What Is the Business Value of Correlation Analysis
What Is the Business Value of Correlation Analysis

Contents
- Introduction
Correlation analysis SPSS is a significant concept that is used in examining data gathered to assist leaders in gaining useful insight regarding the relationship among various business outcomes. The relationship between outcomes in business is to be understood in making functional decisions that can boost the growth of the business. In finding correlation coefficients or performing correlation analysis in business, SPSS software is always used. For instance, a business may be involved in analysing trends of sales of their products to determine whether the lower pricing strategy is effective over the higher pricing strategy to improve sales in the given period. In case the pattern is determined, the leaders can make effective decisions regarding the optimal price to be set for the products to get the desired level of sales in the market. Correlation in other words can be referred to as the identification of repeated patterns as more than one instance is required for creating a correlation. During the execution of a correlation analysis, the increased availability of data points assures increased results of the analysis. This is essential in gathering sufficient knowledge before relying on correlation in making decisions for business purposes.
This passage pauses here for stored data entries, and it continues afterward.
//! Staging area: the pending-change buffer for the next commit.
//!
//! Four structures, all cleared at the commit boundary:
//! - `staged`: path → blob digest recorded by `add`
//! - `removed`: paths deleted from tracking, surfaced in status
//! - `untracked`: paths excluded from the next commit's snapshot
//! - `clean`: paths explicitly added whose content equals head's version
//!
//! A path marked clean still counts as "something to commit" (the user
//! asked for it), but contributes no snapshot change on its own.

use std::collections::{BTreeMap, BTreeSet};

use serde::{Deserialize, Serialize};

use crate::storage::blob::BlobStore;
use crate::storage::commit::Snapshot;
use crate::storage::error::StorageResult;
use crate::storage::types::BlobId;
use crate::storage::workdir::WorkDir;

/// what `stage` did with a path
#[derive(Debug, Clone, Copy, PartialEq, Eq)]
pub enum StageOutcome {
    /// blob persisted, digest recorded for the next commit
    Staged,
    /// content equals head's version; recorded clean, not staged
    Clean,
    /// digest already staged; nothing to do
    Unchanged,
}

#[derive(Debug, Clone, Default, PartialEq, Serialize, Deserialize)]
pub struct StagingArea {
    staged: BTreeMap<String, BlobId>,
    removed: BTreeSet<String>,
    untracked: BTreeSet<String>,
    clean: BTreeSet<String>,
}

impl StagingArea {
    pub fn new() -> Self {
        Self::default()
    }

    /// stage a working file against the head snapshot
    ///
    /// reads the file, computes its digest, and either records it staged
    /// (persisting the blob) or marks it clean when it matches head's
    /// version for that path. A digest equal to the currently staged one
    /// is a no-op. Fails with `FileNotFound` if the file is missing.
    pub fn stage(
        &mut self,
        workdir: &WorkDir,
        store: &BlobStore,
        path: &str,
        head: &Snapshot,
    ) -> StorageResult<StageOutcome> {
        let bytes = workdir.read(path)?;
        let digest = BlobId::for_bytes(&bytes);

        if head.get(path) == Some(&digest) {
            // re-adding the head version supersedes a stale staged digest
            self.staged.remove(path);
            self.clean.insert(path.to_string());
            return Ok(StageOutcome::Clean);
        }
        if self.staged.get(path) == Some(&digest) {
            return Ok(StageOutcome::Unchanged);
        }

        store.put(&bytes)?;
        self.clean.remove(path);
        self.staged.insert(path.to_string(), digest);
        Ok(StageOutcome::Staged)
    }

    /// record an already-computed digest, bypassing the clean check
    ///
    /// used by merge, which stages files it just wrote itself.
    pub fn stage_digest(&mut self, path: &str, digest: BlobId) {
        self.clean.remove(path);
        self.staged.insert(path.to_string(), digest);
    }

    /// drop any pending staged digest for a path
    pub fn unstage(&mut self, path: &str) -> bool {
        self.staged.remove(path).is_some()
    }

    /// mark a path for removal from tracking
    pub fn mark_removed(&mut self, path: &str) {
        self.removed.insert(path.to_string());
        self.untracked.insert(path.to_string());
    }

    /// mark a path excluded from the next commit without surfacing it
    /// in the removed section (merge uses this for target-side deletes)
    pub fn mark_untracked(&mut self, path: &str) {
        self.untracked.insert(path.to_string());
    }

    /// forget any removal/untracked/clean marks for a path
    pub fn clear_marks(&mut self, path: &str) {
        self.removed.remove(path);
        self.untracked.remove(path);
        self.clean.remove(path);
    }

    pub fn staged_blob(&self, path: &str) -> Option<&BlobId> {
        self.staged.get(path)
    }

    pub fn is_staged(&self, path: &str) -> bool {
        self.staged.contains_key(path)
    }

    pub fn is_clean(&self, path: &str) -> bool {
        self.clean.contains(path)
    }

    pub fn is_untracked(&self, path: &str) -> bool {
        self.untracked.contains(path)
    }

    /// staged paths in lexicographic order
    pub fn staged_paths(&self) -> impl Iterator<Item = (&str, &BlobId)> {
        self.staged.iter().map(|(p, b)| (p.as_str(), b))
    }

    /// removed paths in lexicographic order
    pub fn removed_paths(&self) -> impl Iterator<Item = &str> {
        self.removed.iter().map(String::as_str)
    }

    pub fn untracked_paths(&self) -> impl Iterator<Item = &str> {
        self.untracked.iter().map(String::as_str)
    }

    /// anything at all queued for the next commit
    pub fn has_pending(&self) -> bool {
        !self.staged.is_empty() || !self.clean.is_empty() || !self.untracked.is_empty()
    }

    /// staged or clean entries present (merge precondition)
    pub fn has_uncommitted(&self) -> bool {
        !self.staged.is_empty() || !self.clean.is_empty()
    }

    /// empty the staging map and every auxiliary set
    ///
    /// runs after every successful commit, checkout, and reset.
    pub fn clear(&mut self) {
        self.staged.clear();
        self.removed.clear();
        self.untracked.clear();
        self.clean.clear();
    }
}

#[cfg(test)]
mod tests {
    use super::*;
    use tempfile::TempDir;

    fn setup() -> (TempDir, WorkDir, BlobStore) {
        let dir = TempDir::new().unwrap();
        let wd = WorkDir::new(dir.path());
        let store = BlobStore::open(dir.path().join(".gitlite/blobs")).unwrap();
        (dir, wd, store)
    }

    #[test]
    fn test_stage_new_file() {
        let (_dir, wd, store) = setup();
        let mut stage = StagingArea::new();
        wd.write("a.txt", b"x").unwrap();

        let outcome = stage.stage(&wd, &store, "a.txt", &Snapshot::new()).unwrap();

        assert_eq!(outcome, StageOutcome::Staged);
        assert!(stage.is_staged("a.txt"));
        assert!(store.contains(&BlobId::for_bytes(b"x")));
    }

    #[test]
    fn test_stage_missing_file() {
        let (_dir, wd, store) = setup();
        let mut stage = StagingArea::new();

        let result = stage.stage(&wd, &store, "missing.txt", &Snapshot::new());
        assert!(result.is_err());
    }

    #[test]
    fn test_stage_head_identical_content_is_clean() {
        let (_dir, wd, store) = setup();
        let mut stage = StagingArea::new();
        wd.write("a.txt", b"x").unwrap();
        let head: Snapshot = [("a.txt".to_string(), BlobId::for_bytes(b"x"))].into();

        let outcome = stage.stage(&wd, &store, "a.txt", &head).unwrap();

        assert_eq!(outcome, StageOutcome::Clean);
        assert!(!stage.is_staged("a.txt"));
        assert!(stage.is_clean("a.txt"));
    }

    #[test]
    fn test_reverting_to_head_drops_stale_staged_digest() {
        let (_dir, wd, store) = setup();
        let mut stage = StagingArea::new();
        let head: Snapshot = [("a.txt".to_string(), BlobId::for_bytes(b"x"))].into();

        wd.write("a.txt", b"modified").unwrap();
        stage.stage(&wd, &store, "a.txt", &head).unwrap();
        assert!(stage.is_staged("a.txt"));

        wd.write("a.txt", b"x").unwrap();
        let outcome = stage.stage(&wd, &store, "a.txt", &head).unwrap();

        assert_eq!(outcome, StageOutcome::Clean);
        assert!(!stage.is_staged("a.txt"));
    }

    #[test]
    fn test_restaging_same_content_is_noop() {
        let (_dir, wd, store) = setup();
        let mut stage = StagingArea::new();
        wd.write("a.txt", b"x").unwrap();

        stage.stage(&wd, &store, "a.txt", &Snapshot::new()).unwrap();
        let outcome = stage.stage(&wd, &store, "a.txt", &Snapshot::new()).unwrap();

        assert_eq!(outcome, StageOutcome::Unchanged);
    }

    #[test]
    fn test_clear_empties_everything() {
        let (_dir, wd, store) = setup();
        let mut stage = StagingArea::new();
        wd.write("a.txt", b"x").unwrap();
        stage.stage(&wd, &store, "a.txt", &Snapshot::new()).unwrap();
        stage.mark_removed("b.txt");

        assert!(stage.has_pending());
        stage.clear();
        assert!(!stage.has_pending());
        assert_eq!(stage.removed_paths().count(), 0);
    }
}
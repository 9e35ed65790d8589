//! gitlite - a local, single-user version-control engine
//!
//! This is the main entry point for the gitlite command-line interface.

use std::process::ExitCode;

use tracing_subscriber::{fmt, prelude::*, EnvFilter};

fn main() -> ExitCode {
    let layer = fmt::layer().compact().with_writer(std::io::stderr);
    let filter = EnvFilter::try_from_default_env()
        .or_else(|_| EnvFilter::try_new("warn"))
        .expect("default filter is valid");
    tracing_subscriber::registry().with(layer).with(filter).init();

    let args: Vec<String> = std::env::args().skip(1).collect();
    gitlite::cli::run(&args)
}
Value of Correlation Analysis in Business
In linear correlation data analysis SPSS which occurs between two variables, the strength is identified by the extent to which they can move together within a data set. The use of Pearson’s correlation coefficient analysis indicates that the correlation values are between -1 and +1. The weaker correlations indicate values near 0 whereas the stronger correlation is present near the values of +1 or -1. The weaker correlation is indicated to have less power of prediction but is useful in making valuable insights regarding business outcomes. The poor strength of the correlation coefficient does not indicate that the values gathered are useless. It indicates that there may be an option for the organisation to make cost savings by analysing the data. For instance, an organisation notices that the relation between radio Ads, the amount of money spent on marketing, and sales boosts are not found to be strongly correlated. It indicates that the organisation is to decide on lowering advertisement to be done through radio regarding the products to save the unnecessary cost of advertising and invest the money in other forms of online promotion of products.
The correlation analysis can be divided into two main types which are positive and negative correlation data analysis. The positive correlation analysis which is often gathered through SPSS data analysis results indicates that one of the variables considered for analysis increases while the other also shows an increase. This nature of the relationship is often seen in healthy marketing performance and customer buying patterns. For example, a business can see a positive correlation analysis between their advertisement and sales indicating that their advertisement effort to promote the product has increased and sales also grew at the same time. The negative correlation analysis is one when one of the selected variables shows an increase while the other variable shows a decrease in analysis. For instance, higher quality customer services are effective in lowering complaints by customers. The relationship helps allow the business to examine the success of newly hired employees in offering customer services.